M. N. Kulkarni, V.S. Tomar, S. Likhar
Department of Civil Engineering
Indian Institute of Technology Bombay
Mumbai-76, India

On January 26, 2001, one of the most destructive earthquakes with 6.9 Richter scale and epicenter at 23.4°N (Latitude) and 70.28°E (Longitude) ever to strike India occurred in the Kachchh region of Gujarat State in western India. The earthquake was felt in nearly all parts of India and surrounding regions. The Kachchh peninsula has undergone many stages of deformation in the geological past. This crustal deformation/re-adjustment is still continuing resulting in high seismic activity in the form of earthquakes of varying magnitudes.

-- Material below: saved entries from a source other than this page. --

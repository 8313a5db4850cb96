use sr_domain::config::{Config, ConfigSeverity};

/// Parse and validate the config, printing any issues.
///
/// Returns `false` when errors are found; warnings alone pass.
pub fn validate(config: &Config, config_path: &str) -> bool {
    let issues = config.validate();

    if issues.is_empty() {
        println!("Config OK ({config_path})");
        return true;
    }

    let error_count = issues
        .iter()
        .filter(|e| e.severity == ConfigSeverity::Error)
        .count();
    let warning_count = issues.len() - error_count;

    for issue in &issues {
        println!("{issue}");
    }

    println!("\n{error_count} error(s), {warning_count} warning(s) in {config_path}");

    error_count == 0
}

/// Dump the resolved config as TOML.  A plaintext backend key is masked.
pub fn show(config: &Config) -> anyhow::Result<()> {
    print!("{}", render(config)?);
    Ok(())
}

fn render(config: &Config) -> anyhow::Result<String> {
    let mut masked = config.clone();
    if let Some(key) = masked.backend.api_key.as_mut() {
        *key = mask(key);
    }
    toml::to_string_pretty(&masked).map_err(|e| anyhow::anyhow!("serializing config: {e}"))
}

fn mask(secret: &str) -> String {
    let tail: String = secret
        .chars()
        .rev()
        .take(4)
        .collect::<Vec<_>>()
        .into_iter()
        .rev()
        .collect();
    if secret.chars().count() <= 8 {
        "****".into()
    } else {
        format!("****{tail}")
    }
}

#[cfg(test)]
mod tests {
    use super::*;

    #[test]
    fn show_masks_plaintext_key() {
        let mut config = Config::default();
        config.backend.api_key = Some("app-1234567890abcd".into());
        let out = render(&config).unwrap();
        assert!(out.contains("****abcd"));
        assert!(!out.contains("app-1234567890abcd"));
    }

    #[test]
    fn short_secrets_are_fully_hidden() {
        assert_eq!(mask("abc"), "****");
        assert_eq!(mask("0123456789"), "****6789");
    }
}
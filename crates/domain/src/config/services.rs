use serde::{Deserialize, Serialize};
use std::time::Duration;

// ━━━━━━━━━━━━━━━━━━━━━━━━━━━━━━━━━━━━━━━━━━━━━━━━━━━━━━━━━━━━━━━━━━
// Permission + audit services
// ━━━━━━━━━━━━━━━━━━━━━━━━━━━━━━━━━━━━━━━━━━━━━━━━━━━━━━━━━━━━━━━━━━

/// Per-user permission lookup performed before a message is queued.
#[derive(Debug, Clone, Serialize, Deserialize)]
pub struct PermissionConfig {
    #[serde(default)]
    pub enabled: bool,
    #[serde(default)]
    pub base_url: String,
    /// Level assigned to users the service has never seen.
    #[serde(default = "d_1001")]
    pub default_level: i64,
    #[serde(default = "d_5000")]
    pub timeout_ms: u64,
}

impl Default for PermissionConfig {
    fn default() -> Self {
        Self {
            enabled: false,
            base_url: String::new(),
            default_level: 1001,
            timeout_ms: 5000,
        }
    }
}

impl PermissionConfig {
    pub fn timeout(&self) -> Duration {
        Duration::from_millis(self.timeout_ms)
    }
}

/// Question log written once per completed turn.
#[derive(Debug, Clone, Serialize, Deserialize)]
pub struct AuditConfig {
    #[serde(default)]
    pub enabled: bool,
    #[serde(default)]
    pub base_url: String,
    #[serde(default = "d_5000")]
    pub timeout_ms: u64,
}

impl Default for AuditConfig {
    fn default() -> Self {
        Self {
            enabled: false,
            base_url: String::new(),
            timeout_ms: 5000,
        }
    }
}

impl AuditConfig {
    pub fn timeout(&self) -> Duration {
        Duration::from_millis(self.timeout_ms)
    }
}

fn d_1001() -> i64 {
    1001
}
fn d_5000() -> u64 {
    5000
}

Among the natural calamities, earthquakes are the most destructive, in terms of loss of life and destruction of property. The Earth is formed of several layers that have very different physical and chemical properties. The outer layer, which averages about 70 kilometers in thickness, consist of irregular shaped plates that slide over, under and past each other on top of the partly molten inner layer. “Six better-known plates are: the American, the African, the Eurasian, the Arabian the Indian and the Pacific” (Hemmady, 1996). Plates directly relevant to India are the Indian, Eurasian and Arabian plates. The rocky crust of the earth is not stable, but undergoes complex movements due to continental plate movements. There are slow vertical movements of uplift and depression, the rate of which is measurable only by lengthy precise observations; the effects of which are seen at many places. The earthquakes are sudden crustal movements that can be detected and measured by special instruments. The earthquake shocks are caused mainly by adjustments to strains in crustal rocks due to movements along faults and fracture surfaces where stresses accumulate locally, in the rocks until breaking point is reached, when slip along the fracture occurs.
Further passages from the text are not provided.